“If Glen had been born a generation earlier, he might have seen what would wash and what wouldn’t, and imitated a respectable citizen all his life. He wouldn’t have had any principles, of course, but he might have seen that he had to keep his vices private. If he’d been born a generation later, he would have been too young to have any influence over Maxwell Redwing. Maxwell was just an opportunistic crook who was lucky enough to be born into a helpful family. He wasn’t as smart as Glen—by the time they were in their mid-twenties, Glen was operating almost like an independent wing of the Redwing family. And by the time Ralph came of age, Glen had so much power that he was sort of a permanent junior partner. He had the records and paperwork on every secret deal and illegal operation. If Ralph tried anything, all Glen had to do was leak some of those records to the press to make a stink big enough to drive the Redwings off Mill Walk. People here want to believe that David Redwing’s legacy is intact, and they’ll go on thinking that something like the Hasselgard scandal is an aberration and Fulton Bishop is a dedicated policeman until they’re shown different.”
“So what can we do?”
“I told you. We’re going to rattle Glendenning Upshaw’s cage. He’s bothered already—Glen didn’t know that Ralph’s bodyguards were dumb enough to go around breaking into houses. He isn’t going to want to face an extradition order, once Tim Truehart finds the man Jerry hired to kill you. There’s already been too much trouble on Mill Walk. Ralph Redwing is waiting things out in Venezuela, and if I were Glen I’d think about going there too.”

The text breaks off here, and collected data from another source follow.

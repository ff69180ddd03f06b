//! Builds Elasticsearch create/update payloads from declared configuration.

use std::collections::BTreeMap;

use tracing::info;

use crate::api::TemplateService;
use crate::api::types::{
    DeploymentTemplate, DeploymentTemplateReference, ElasticsearchConfiguration,
    ElasticsearchPayload, ElasticsearchPlan, TopologyElement,
};
use crate::error::Error;
use crate::resource::{DeploymentConfig, TierConfig};
use crate::terraform::DeploymentState;
use crate::topology::{
    DesiredTopology, MigrationContext, ResolvedTier, TemplateTopology, TierDefaults,
    TopologyError, assign_capabilities, decide_node_role_mode, normalize, resolve_autoscaling,
    use_node_roles,
};

pub struct Planner {
    templates: Box<dyn TemplateService>,
}

impl Planner {
    pub fn new(templates: Box<dyn TemplateService>) -> Self {
        Self { templates }
    }

    pub async fn create_payload(
        &self,
        config: &DeploymentConfig,
    ) -> Result<ElasticsearchPayload, Error> {
        self.plan(config, None).await
    }

    pub async fn update_payload(
        &self,
        config: &DeploymentConfig,
        state: &DeploymentState,
    ) -> Result<ElasticsearchPayload, Error> {
        self.plan(config, Some(state)).await
    }

    async fn plan(
        &self,
        config: &DeploymentConfig,
        state: Option<&DeploymentState>,
    ) -> Result<ElasticsearchPayload, Error> {
        let template = self
            .templates
            .get_template(&config.deployment_template_id, &config.region)
            .await
            .map_err(Error::TemplateGet)?;

        info!(
            template_id = %template.id,
            region = %config.region,
            "deployment template fetched"
        );

        let payload = build_payload(&template, config, state)?;

        info!(
            tiers = payload.plan.cluster_topology.len(),
            "elasticsearch payload built"
        );

        Ok(payload)
    }
}

/// Normalizes tiers, settles node roles, resolves autoscaling, then assembles
/// the payload. Nothing is returned unless every tier resolves.
pub fn build_payload(
    template: &DeploymentTemplate,
    config: &DeploymentConfig,
    state: Option<&DeploymentState>,
) -> Result<ElasticsearchPayload, TopologyError> {
    let topology = TemplateTopology::new(template)?;

    let template_changed =
        state.is_some_and(|s| s.deployment_template_id != config.deployment_template_id);
    if template_changed {
        info!(
            template_id = %config.deployment_template_id,
            "deployment template changed, undeclared topologies are not carried over"
        );
    }

    let desired = DesiredTopology {
        declared: config.elasticsearch.tiers.clone(),
        inherited: match state {
            Some(state) if !template_changed => state.elasticsearch.tiers.clone(),
            _ => BTreeMap::new(),
        },
    };
    let tiers = normalize(&desired, &topology, template_changed)?;

    let mode = decide_node_role_mode(state.map(|s| s.version.as_str()), &config.version)?;
    let context = MigrationContext {
        prior: state.and_then(DeploymentState::representation),
        size_changed: sizes_changed(&tiers, state)?,
        roles_declared: config
            .elasticsearch
            .tiers
            .values()
            .any(TierConfig::has_node_roles),
    };
    let node_roles = use_node_roles(mode, &context);
    info!(?mode, node_roles, "node capability representation selected");

    let capabilities = assign_capabilities(&tiers, node_roles);

    let autoscaling_enabled = config
        .elasticsearch
        .autoscale
        .or_else(|| state.and_then(|s| s.elasticsearch.autoscale))
        .or_else(|| topology.autoscaling_enabled())
        .unwrap_or(false);

    let mut cluster_topology = Vec::with_capacity(tiers.len());
    for (tier, capabilities) in tiers.iter().zip(&capabilities) {
        let defaults =
            TierDefaults::lookup(&topology, tier).ok_or_else(|| topology.unknown_tier(&tier.id))?;
        let bounds = resolve_autoscaling(tier, capabilities, &defaults, autoscaling_enabled)?;

        let mut element = TopologyElement {
            id: tier.id.clone(),
            instance_configuration_id: Some(tier.instance_configuration_id.clone()),
            size: Some(tier.size),
            zone_count: tier.zone_count,
            ..Default::default()
        };
        capabilities.apply_to(&mut element);
        bounds.apply_to(&mut element);
        cluster_topology.push(element);
    }

    let ref_id = config
        .elasticsearch
        .ref_id
        .clone()
        .unwrap_or_else(|| topology.ref_id().to_string());

    Ok(ElasticsearchPayload {
        region: Some(config.region.clone()),
        ref_id,
        plan: ElasticsearchPlan {
            autoscaling_enabled: Some(autoscaling_enabled),
            cluster_topology,
            elasticsearch: ElasticsearchConfiguration {
                version: Some(config.version.clone()),
            },
            deployment_template: Some(DeploymentTemplateReference {
                id: config.deployment_template_id.clone(),
            }),
        },
    })
}

/// Whether any topology size differs from what state recorded, including
/// tiers appearing or disappearing.
fn sizes_changed(
    tiers: &[ResolvedTier],
    state: Option<&DeploymentState>,
) -> Result<bool, TopologyError> {
    let Some(state) = state else {
        return Ok(false);
    };

    for tier in tiers {
        let recorded = state.tier_size(&tier.id)?.map(|s| s.value).unwrap_or(0);
        if recorded != tier.size.value {
            return Ok(true);
        }
    }

    for id in state.elasticsearch.tiers.keys() {
        if tiers.iter().any(|t| &t.id == id) {
            continue;
        }
        if state.tier_size(id)?.is_some_and(|s| !s.is_zero()) {
            return Ok(true);
        }
    }

    Ok(false)
}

Von Heilitz dipped his chin in a nod like the period at the end of a sentence, and pushed his empty plate to the side of the table.
Tom shook his head. “I’d like to really
“Hurting him is what we’re talking about.”
Tom looked down at the cold eggs on his plate and said, “You don’t mean it the way I do.”
“Oh, yes, I do. I want to take everything away from Glendenning Upshaw—his peace of mind, his reputation, his freedom—eventually, his life. I want to see him hang in Long Bay prison. I’d be happy to put the rope around his neck myself.”
Tom looked up and met the old man’s eyes with a shock of shared feeling.
“We have to get him out of the Founders Club,” Tom said. “We have to scare him out.”
Von Heilitz nodded vehemently, his eyes still locked with Tom’s.
“Give me a pen,” Tom said. “I’ll show you what I’d do.” The old man took a fountain pen from his inside pocket and pushed it across the table.
Tom took the paper napkin off his lap and smoothed it out on the table. He unscrewed the cap from the pen and in block letters printed I KNOW WHAT YOU ARE on the rough surface of the napkin. Then he turned the napkin around and showed it to von Heilitz.
“Exactly,” the old man said. “He’ll think he’s being stung by a thousand bees at once.”
“A thousand?” Tom grinned back, imagining his grandfather’s living room overflowing with letters repeating the words Jeanine Thielman had written to him.
“Two thousand,” von Heilitz said.
They went past the policemen drinking Pusser’s at the end of the bar out to the Street of Widows. The rolled-up windows of a black and white police car in a no parking zone just outside the entrance reflected a red neon scimitar flashing on and off in the restaurant’s window. To their left, cars, bicycles, and horse-drawn carriages rolled up and down Calle Drosselmayer. The St. Alwyn side of the street was in deep shadow; on the other, the shadow ended in a firm black line that touched the opposite sidewalk, and blazing sunlight fell on a shoeless native dozing on the pavement before a display of hats and baskets on a red blanket. On one side of the vendor was an open market with ranks of swollen vegetables and slabs of fish protected from the sun by a long awning. Melting ice and purple fish guts drizzled on the pavement. On the other side of the vendor, two wide young women in bathrobes sat smoking on the front steps of a tall narrow building called the Traveller’s Hotel. They were watching the entrance of Sinbad’s Cavern, and when Tom and von Heilitz came out, they looked at them for only seconds before focusing on the door again.
Von Heilitz strode diagonally across the street, came up on the curb just past the steps where the women sat, and turned beneath a gilt sign reading ELLINGTON’S ALLSORTS AND NOTIONS into the entrance of a dark little shop. Tom caught the door behind him, and a bell tinkled as he walked in.
Von Heilitz was already moving quickly down an aisle stocked with bottles of hot sauce, canned salmon, cat food, and boxes of cereal with names Tom had never seen in his life—Delilah’s Own and Mother Sugar—to a shelf with ballpoint pens, pads of paper, and boxes of envelopes. Von Heilitz picked up a pad of yellow paper and six boxes of variously colored envelopes, swung around and passed them to Tom, and whirled away into another aisle.
“I thought you said two thousand,” Tom said.